On Wed, Nov 24, 2010 at 9:17 PM, Stephen J. Turnbull <stephen at xemacs.org> wrote: ..

> I note that an opinion has been raised on this thread that > if we want compressed internal representation for strings, we should > use UTF-8. I tend to agree, but UTF-8 has been repeatedly rejected as > too hard to implement. What makes UTF-16 easier than UTF-8? Only the > fact that you can ignore bugs longer, in my view.

That's mostly true. My guess is that we can probably ignore those bugs for as long as it takes someone to write the higher-level libraries that James suggests and MAL has actually proposed and started a PEP for. As far as I can tell, that PEP generated grand total of one comment in nine years. This may or may not be indicative of how far away we are from seeing it implemented. :-)

At the time it was too early for people to start thinking about these issues. Actual use of Unicode really only started a few years ago.

Since I didn't have a need for such an indexing module myself (and didn't have much time to work on it anyway), I punted on the idea.

If someone else wants to pick up the idea, I'd gladly help out with the details.

As far as UTF-8 vs. UCS-2/4 debate, I have an idea that may be even more far fetched. Once upon a time, Python Unicode strings supported buffer protocol and would lazily fill an internal buffer with bytes in the default encoding. In 3.x the default encoding has been fixed as UTF-8, buffer protocol support was removed from strings, but the internal buffer caching (now UTF-8) encoded representation remained. Maybe we can now implement defenc logic in reverse. Recall that strings are stored as UCS-2/4 sequences, but once buffer is requested in 2.x Python code or char* is obtained via PyUnicodeAsStringAndSize() at the C level in 3.x, an internal buffer is filled with UTF-8 bytes and defenc is set to point to that buffer.

The original idea was for that buffer to go away once we moved to Unicode for strings. Reality has shown that we still need to stick the buffer, though, since the UTF-8 representation of Unicode objects is used a lot.

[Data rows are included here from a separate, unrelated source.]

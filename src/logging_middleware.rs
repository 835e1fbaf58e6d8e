// src/logging_middleware.rs
//! Middleware for logging request and response bodies in debug mode

use axum::{
    body::{to_bytes, Body, HttpBody},
    extract::Request,
    http::StatusCode,
    middleware::Next,
    response::Response,
};
use tracing::{debug, enabled, Level};

/// Bodies on these paths carry credentials or session tokens
const REDACTED_PATHS: &[&str] = &["/login", "/logout", "/api/auth/login", "/api/auth/logout"];

/// Upper bound on buffered request bodies; larger or unsized ones are passed
/// through unlogged
const MAX_LOGGED_BODY: usize = 64 * 1024;

fn is_redacted(path: &str) -> bool {
    let path = path.trim_end_matches('/');
    REDACTED_PATHS.contains(&path)
}

fn fits_log_buffer(body: &Body) -> bool {
    body.size_hint()
        .upper()
        .map_or(false, |len| len <= MAX_LOGGED_BODY as u64)
}

fn render_body(bytes: &[u8]) -> Option<String> {
    let body_str = std::str::from_utf8(bytes).ok()?;
    Some(
        serde_json::from_str::<serde_json::Value>(body_str)
            .ok()
            .and_then(|json| serde_json::to_string_pretty(&json).ok())
            .unwrap_or_else(|| body_str.to_string()),
    )
}

/// Middleware to log request and response bodies when debug logging is on
pub async fn log_request_response(request: Request, next: Next) -> Result<Response, StatusCode> {
    if !enabled!(Level::DEBUG) || is_redacted(request.uri().path()) {
        return Ok(next.run(request).await);
    }

    let (parts, body) = request.into_parts();
    if !fits_log_buffer(&body) {
        debug!(method = %parts.method, uri = %parts.uri, "📥 Request (body not logged)");
        return Ok(next.run(Request::from_parts(parts, body)).await);
    }

    let bytes = to_bytes(body, MAX_LOGGED_BODY)
        .await
        .map_err(|_| StatusCode::PAYLOAD_TOO_LARGE)?;

    if let Some(body) = render_body(&bytes).filter(|b| !b.is_empty()) {
        debug!(method = %parts.method, uri = %parts.uri, request_body = %body, "📥 Request");
    }

    let request = Request::from_parts(parts, Body::from(bytes));
    let response = next.run(request).await;

    let (parts, body) = response.into_parts();
    let bytes = to_bytes(body, usize::MAX)
        .await
        .map_err(|_| StatusCode::INTERNAL_SERVER_ERROR)?;

    if let Some(body) = render_body(&bytes).filter(|b| !b.is_empty()) {
        debug!(status = %parts.status, response_body = %body, "📤 Response");
    }

    Ok(Response::from_parts(parts, Body::from(bytes)))
}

So the idea is for strings to store their data as UTF-8 buffer pointed by defenc upon construction. If an application uses string indexing, UTF-8 only strings will lazily fill their UCS-2/4 buffer. Proper, Unicode-aware algorithms such as grapheme, word or line iteration or simple operations such as concatenation, search or substitution would operate directly on defenc buffers. Presumably over time fewer and fewer applications would use code unit indexing that require UCS-2/4 buffer and eventually Python strings can stop supporting indexing altogether just like they stopped supporting the buffer protocol in 3.x.

I don't follow you: how would UTF-8, which has even more issues with variable length representation of code points, make something easier compared to UTF-16, which has far fewer such issues and then only for non-BMP code points ?

Please note that we can only provide one way of string indexing in Python using the standard s[1] notation and since we don't want that operation to be fast and no more than O(1), using the code units as items is the only reasonable way to implement it.

With an indexing module, we could then let applications work based on higher level indexing schemes such as complete code points (skipping surrogates), combined code points, graphemes (ignoring e.g. most control code points and zero width code points), words (with some customizations as to where to break words, which will likely have to be language dependent), lines (which can be complicated for scripts that use columns instead ;-)), paragraphs, etc.

It would also help to add transparent indexing for right-to-left scripts and text that uses both left-to-right and right-to-left text (BIDI).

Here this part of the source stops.